Records from a collection:
━━━━━━━━━━━━━━━━━━━━
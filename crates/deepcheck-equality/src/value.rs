//! Closed value model every comparison operates on

use std::any::Any;
use std::fmt;
use std::sync::Arc;

use chrono::{DateTime, FixedOffset};

use crate::error::InspectError;
use crate::inspect::Inspect;
use crate::type_name::short_type_name;

/// The shape tag of a [`Value`]
#[derive(Debug, Clone, Copy, PartialEq, Eq, Hash)]
pub enum Shape {
    Absent,
    Scalar,
    Record,
    Sequence,
    Mapping,
    Reference,
    Callable,
    Stream,
    Uninspectable,
}

impl fmt::Display for Shape {
    fn fmt(&self, f: &mut fmt::Formatter<'_>) -> fmt::Result {
        match self {
            Shape::Absent => write!(f, "absent"),
            Shape::Scalar => write!(f, "scalar"),
            Shape::Record => write!(f, "record"),
            Shape::Sequence => write!(f, "sequence"),
            Shape::Mapping => write!(f, "mapping"),
            Shape::Reference => write!(f, "reference"),
            Shape::Callable => write!(f, "callable"),
            Shape::Stream => write!(f, "stream"),
            Shape::Uninspectable => write!(f, "uninspectable"),
        }
    }
}

/// An inspected value
///
/// Nil-able shapes (sequence, mapping, reference, callable, stream) carry
/// their storage as an `Option`; `None` means the storage is unset, which is
/// different from an allocated but empty container.
#[derive(Debug, Clone)]
pub enum Value {
    /// The untyped absence marker
    Absent,
    Scalar(Scalar),
    Record(Record),
    Sequence(Sequence),
    Mapping(Mapping),
    Reference(Reference),
    Callable(Callable),
    Stream(Stream),
    /// A value whose inspection failed; never equal to anything
    Uninspectable(Uninspectable),
}

/// Primitive values
#[derive(Debug, Clone)]
pub enum Scalar {
    Unit,
    Bool(bool),
    Int(i128),
    Uint(u128),
    Float(f64),
    Char(char),
    Str(String),
    Bytes(Vec<u8>),
    /// A point in time, compared by instant
    Time(DateTime<FixedOffset>),
    /// A signed span in nanoseconds
    Duration(i128),
}

/// A structured record with named fields
///
/// Tuples and tuple structs use their positions ("0", "1", ...) as names.
#[derive(Debug, Clone)]
pub struct Record {
    pub type_name: String,
    pub fields: Vec<Field>,
}

#[derive(Debug, Clone)]
pub struct Field {
    pub name: String,
    pub value: Value,
}

/// An ordered sequence
#[derive(Debug, Clone)]
pub struct Sequence {
    pub type_name: String,
    pub items: Option<Vec<Value>>,
}

/// A key-value mapping, matched by key regardless of entry order
#[derive(Debug, Clone)]
pub struct Mapping {
    pub type_name: String,
    pub entries: Option<Vec<(Value, Value)>>,
}

/// A nullable reference
#[derive(Debug, Clone)]
pub struct Reference {
    pub type_name: String,
    pub target: Option<Box<Value>>,
}

/// A function value; only its presence is observable
#[derive(Debug, Clone)]
pub struct Callable {
    pub type_name: String,
    pub set: bool,
}

/// A channel endpoint, identified by the channel it belongs to
#[derive(Debug, Clone)]
pub struct Stream {
    pub type_name: String,
    pub endpoint: Option<Arc<dyn Endpoint>>,
}

/// A live handle to one end of a channel
///
/// The handle is kept inside the [`Value`], so the channel stays open for as
/// long as the inspected value lives.
pub trait Endpoint: fmt::Debug + Send + Sync + 'static {
    /// Whether `other` is a handle to the same channel
    fn same_channel(&self, other: &dyn Endpoint) -> bool;

    fn as_any(&self) -> &dyn Any;
}

/// A value that could not be inspected
#[derive(Debug, Clone)]
pub struct Uninspectable {
    pub type_name: String,
    pub error: InspectError,
}

impl Value {
    /// Start describing a record named after `T`
    pub fn record<T: ?Sized>() -> RecordBuilder {
        RecordBuilder::new(short_type_name::<T>())
    }

    /// Start describing a record with an explicit type name
    pub fn named_record(type_name: impl Into<String>) -> RecordBuilder {
        RecordBuilder::new(type_name.into())
    }

    pub fn str(value: impl Into<String>) -> Self {
        Value::Scalar(Scalar::Str(value.into()))
    }

    pub fn shape(&self) -> Shape {
        match self {
            Value::Absent => Shape::Absent,
            Value::Scalar(_) => Shape::Scalar,
            Value::Record(_) => Shape::Record,
            Value::Sequence(_) => Shape::Sequence,
            Value::Mapping(_) => Shape::Mapping,
            Value::Reference(_) => Shape::Reference,
            Value::Callable(_) => Shape::Callable,
            Value::Stream(_) => Shape::Stream,
            Value::Uninspectable(_) => Shape::Uninspectable,
        }
    }

    /// Type name of the inspected value, when the shape carries one
    pub fn type_name(&self) -> Option<&str> {
        match self {
            Value::Absent | Value::Scalar(_) => None,
            Value::Record(r) => Some(&r.type_name),
            Value::Sequence(s) => Some(&s.type_name),
            Value::Mapping(m) => Some(&m.type_name),
            Value::Reference(r) => Some(&r.type_name),
            Value::Callable(c) => Some(&c.type_name),
            Value::Stream(s) => Some(&s.type_name),
            Value::Uninspectable(u) => Some(&u.type_name),
        }
    }

    /// First part of this value, depth first, that could not be inspected
    pub fn uninspectable(&self) -> Option<&Uninspectable> {
        match self {
            Value::Uninspectable(u) => Some(u),
            Value::Record(record) => record.fields.iter().find_map(|f| f.value.uninspectable()),
            Value::Sequence(Sequence {
                items: Some(items), ..
            }) => items.iter().find_map(Value::uninspectable),
            Value::Mapping(Mapping {
                entries: Some(entries),
                ..
            }) => entries
                .iter()
                .find_map(|(k, v)| k.uninspectable().or_else(|| v.uninspectable())),
            Value::Reference(Reference {
                target: Some(target),
                ..
            }) => target.uninspectable(),
            _ => None,
        }
    }

    /// Rendering that quotes strings and chars, used in difference lines
    pub fn literal(&self) -> Literal<'_> {
        Literal(self)
    }

    fn render(&self, f: &mut fmt::Formatter<'_>, quoted: bool) -> fmt::Result {
        match self {
            Value::Absent => write!(f, "None"),
            Value::Scalar(scalar) => scalar.render(f, quoted),
            Value::Record(record) => record.render(f),
            Value::Sequence(Sequence { items: None, .. })
            | Value::Mapping(Mapping { entries: None, .. })
            | Value::Reference(Reference { target: None, .. })
            | Value::Callable(Callable { set: false, .. })
            | Value::Stream(Stream { endpoint: None, .. }) => write!(f, "None"),
            Value::Sequence(Sequence {
                items: Some(items), ..
            }) => {
                write!(f, "[")?;
                for (i, item) in items.iter().enumerate() {
                    if i > 0 {
                        write!(f, ", ")?;
                    }
                    item.render(f, true)?;
                }
                write!(f, "]")
            }
            Value::Mapping(Mapping {
                entries: Some(entries),
                ..
            }) => {
                let is_set = entries
                    .iter()
                    .all(|(_, v)| matches!(v, Value::Scalar(Scalar::Unit)));
                write!(f, "{{")?;
                for (i, (key, value)) in entries.iter().enumerate() {
                    if i > 0 {
                        write!(f, ", ")?;
                    }
                    key.render(f, true)?;
                    if !is_set {
                        write!(f, ": ")?;
                        value.render(f, true)?;
                    }
                }
                write!(f, "}}")
            }
            Value::Reference(Reference {
                target: Some(target),
                ..
            }) => {
                write!(f, "Some(")?;
                target.render(f, true)?;
                write!(f, ")")
            }
            Value::Callable(c) => write!(f, "<{}>", c.type_name),
            Value::Stream(s) => write!(f, "<{}>", s.type_name),
            Value::Uninspectable(u) => write!(f, "<{}: {}>", u.type_name, u.error),
        }
    }
}

impl fmt::Display for Value {
    fn fmt(&self, f: &mut fmt::Formatter<'_>) -> fmt::Result {
        self.render(f, false)
    }
}

/// See [`Value::literal`]
pub struct Literal<'a>(&'a Value);

impl fmt::Display for Literal<'_> {
    fn fmt(&self, f: &mut fmt::Formatter<'_>) -> fmt::Result {
        self.0.render(f, true)
    }
}

impl Scalar {
    fn render(&self, f: &mut fmt::Formatter<'_>, quoted: bool) -> fmt::Result {
        match self {
            Scalar::Unit => write!(f, "()"),
            Scalar::Bool(b) => write!(f, "{b}"),
            Scalar::Int(i) => write!(f, "{i}"),
            Scalar::Uint(u) => write!(f, "{u}"),
            Scalar::Float(x) => write!(f, "{x:?}"),
            Scalar::Char(c) if quoted => write!(f, "{c:?}"),
            Scalar::Char(c) => write!(f, "{c}"),
            Scalar::Str(s) if quoted => write!(f, "{s:?}"),
            Scalar::Str(s) => write!(f, "{s}"),
            Scalar::Bytes(bytes) => write!(f, "{bytes:?}"),
            Scalar::Time(time) => write!(f, "{}", time.to_rfc3339()),
            Scalar::Duration(nanos) => write!(f, "{}", format_nanos(*nanos)),
        }
    }
}

impl Record {
    /// Look up a field by name
    pub fn field(&self, name: &str) -> Option<&Value> {
        self.fields
            .iter()
            .find(|field| field.name == name)
            .map(|field| &field.value)
    }

    fn is_positional(&self) -> bool {
        !self.fields.is_empty()
            && self
                .fields
                .iter()
                .enumerate()
                .all(|(i, field)| field.name == i.to_string())
    }

    fn render(&self, f: &mut fmt::Formatter<'_>) -> fmt::Result {
        if self.fields.is_empty() {
            return write!(f, "{}", self.type_name);
        }

        if self.is_positional() {
            // Tuples already spell their own parentheses in the type name
            if !self.type_name.starts_with('(') {
                write!(f, "{}", self.type_name)?;
            }
            write!(f, "(")?;
            for (i, field) in self.fields.iter().enumerate() {
                if i > 0 {
                    write!(f, ", ")?;
                }
                field.value.render(f, true)?;
            }
            if self.fields.len() == 1 && self.type_name.starts_with('(') {
                write!(f, ",")?;
            }
            return write!(f, ")");
        }

        write!(f, "{} {{ ", self.type_name)?;
        for (i, field) in self.fields.iter().enumerate() {
            if i > 0 {
                write!(f, ", ")?;
            }
            write!(f, "{}: ", field.name)?;
            field.value.render(f, true)?;
        }
        write!(f, " }}")
    }
}

/// Builder for [`Record`] values
///
/// ```
/// use deepcheck_equality::{Inspect, Value};
///
/// struct Point {
///     x: i32,
///     y: i32,
/// }
///
/// impl Inspect for Point {
///     fn inspect_value(&self) -> Value {
///         Value::record::<Self>()
///             .field("x", &self.x)
///             .field("y", &self.y)
///             .finish()
///     }
/// }
///
/// assert_eq!(Point { x: 1, y: 2 }.inspect_value().to_string(), "Point { x: 1, y: 2 }");
/// ```
#[derive(Debug)]
pub struct RecordBuilder {
    record: Record,
}

impl RecordBuilder {
    fn new(type_name: String) -> Self {
        Self {
            record: Record {
                type_name,
                fields: Vec::new(),
            },
        }
    }

    pub fn field<T: Inspect + ?Sized>(self, name: impl Into<String>, value: &T) -> Self {
        self.value(name, value.inspect_value())
    }

    /// Add a field from an already inspected value
    pub fn value(mut self, name: impl Into<String>, value: Value) -> Self {
        self.record.fields.push(Field {
            name: name.into(),
            value,
        });
        self
    }

    pub fn finish(self) -> Value {
        Value::Record(self.record)
    }
}

/// Render a nanosecond span the way `std::time::Duration`'s `Debug` does,
/// with a leading sign for negative spans.
pub fn format_nanos(nanos: i128) -> String {
    let sign = if nanos < 0 { "-" } else { "" };
    let magnitude = nanos.unsigned_abs();
    let secs = u64::try_from(magnitude / 1_000_000_000).unwrap_or(u64::MAX);
    // The remainder is always below one second
    let subsec = (magnitude % 1_000_000_000) as u32;
    format!("{sign}{:?}", std::time::Duration::new(secs, subsec))
}

#[cfg(test)]
mod tests {
    use super::*;

    #[test]
    fn test_display_quotes_nested_strings_only() {
        let value = Value::Sequence(Sequence {
            type_name: "Vec<&str>".to_string(),
            items: Some(vec![Value::str("a"), Value::str("b")]),
        });
        assert_eq!(value.to_string(), r#"["a", "b"]"#);
        assert_eq!(Value::str("foo").to_string(), "foo");
        assert_eq!(Value::str("foo").literal().to_string(), "\"foo\"");
    }

    #[test]
    fn test_display_unset_shapes() {
        let unset = [
            Value::Absent,
            Value::Sequence(Sequence {
                type_name: "Vec<i32>".to_string(),
                items: None,
            }),
            Value::Mapping(Mapping {
                type_name: "HashMap<String, i32>".to_string(),
                entries: None,
            }),
            Value::Reference(Reference {
                type_name: "Option<i32>".to_string(),
                target: None,
            }),
            Value::Callable(Callable {
                type_name: "fn()".to_string(),
                set: false,
            }),
            Value::Stream(Stream {
                type_name: "Sender<i32>".to_string(),
                endpoint: None,
            }),
        ];
        for value in unset {
            assert_eq!(value.to_string(), "None");
        }
    }

    #[test]
    fn test_display_records() {
        let point = Value::named_record("Point")
            .value("x", Value::Scalar(Scalar::Int(1)))
            .value("y", Value::Scalar(Scalar::Int(-2)))
            .finish();
        assert_eq!(point.to_string(), "Point { x: 1, y: -2 }");

        let wrapper = Value::named_record("Meters")
            .value("0", Value::Scalar(Scalar::Float(1.5)))
            .finish();
        assert_eq!(wrapper.to_string(), "Meters(1.5)");

        let single = Value::named_record("(char,)")
            .value("0", Value::Scalar(Scalar::Char('x')))
            .finish();
        assert_eq!(single.to_string(), "('x',)");

        assert_eq!(Value::named_record("Marker").finish().to_string(), "Marker");
    }

    #[test]
    fn test_format_nanos() {
        assert_eq!(format_nanos(5_000_000_000), "5s");
        assert_eq!(format_nanos(-1_500_000), "-1.5ms");
        assert_eq!(format_nanos(0), "0ns");
    }

    #[test]
    fn test_uninspectable_found_in_nested_values() {
        let broken = Value::Uninspectable(Uninspectable {
            type_name: "Broken".to_string(),
            error: InspectError::Custom {
                message: "no".to_string(),
            },
        });
        let value = Value::named_record("Outer")
            .value("ok", Value::str("fine"))
            .value(
                "items",
                Value::Sequence(Sequence {
                    type_name: "Vec<Broken>".to_string(),
                    items: Some(vec![broken.clone()]),
                }),
            )
            .finish();

        let found = value.uninspectable().unwrap();
        assert_eq!(found.type_name, "Broken");
        assert_eq!(broken.to_string(), "<Broken: failed to inspect value: no>");
        assert!(Value::str("fine").uninspectable().is_none());
    }
}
━━━━━━━━━━━━━━━━━━━━
Find the lines above that include the string "Bytes" and copy them.

RESPONSE FOR THIS EXERCISE
    Bytes(Vec<u8>),
            Scalar::Bytes(bytes) => write!(f, "{bytes:?}"),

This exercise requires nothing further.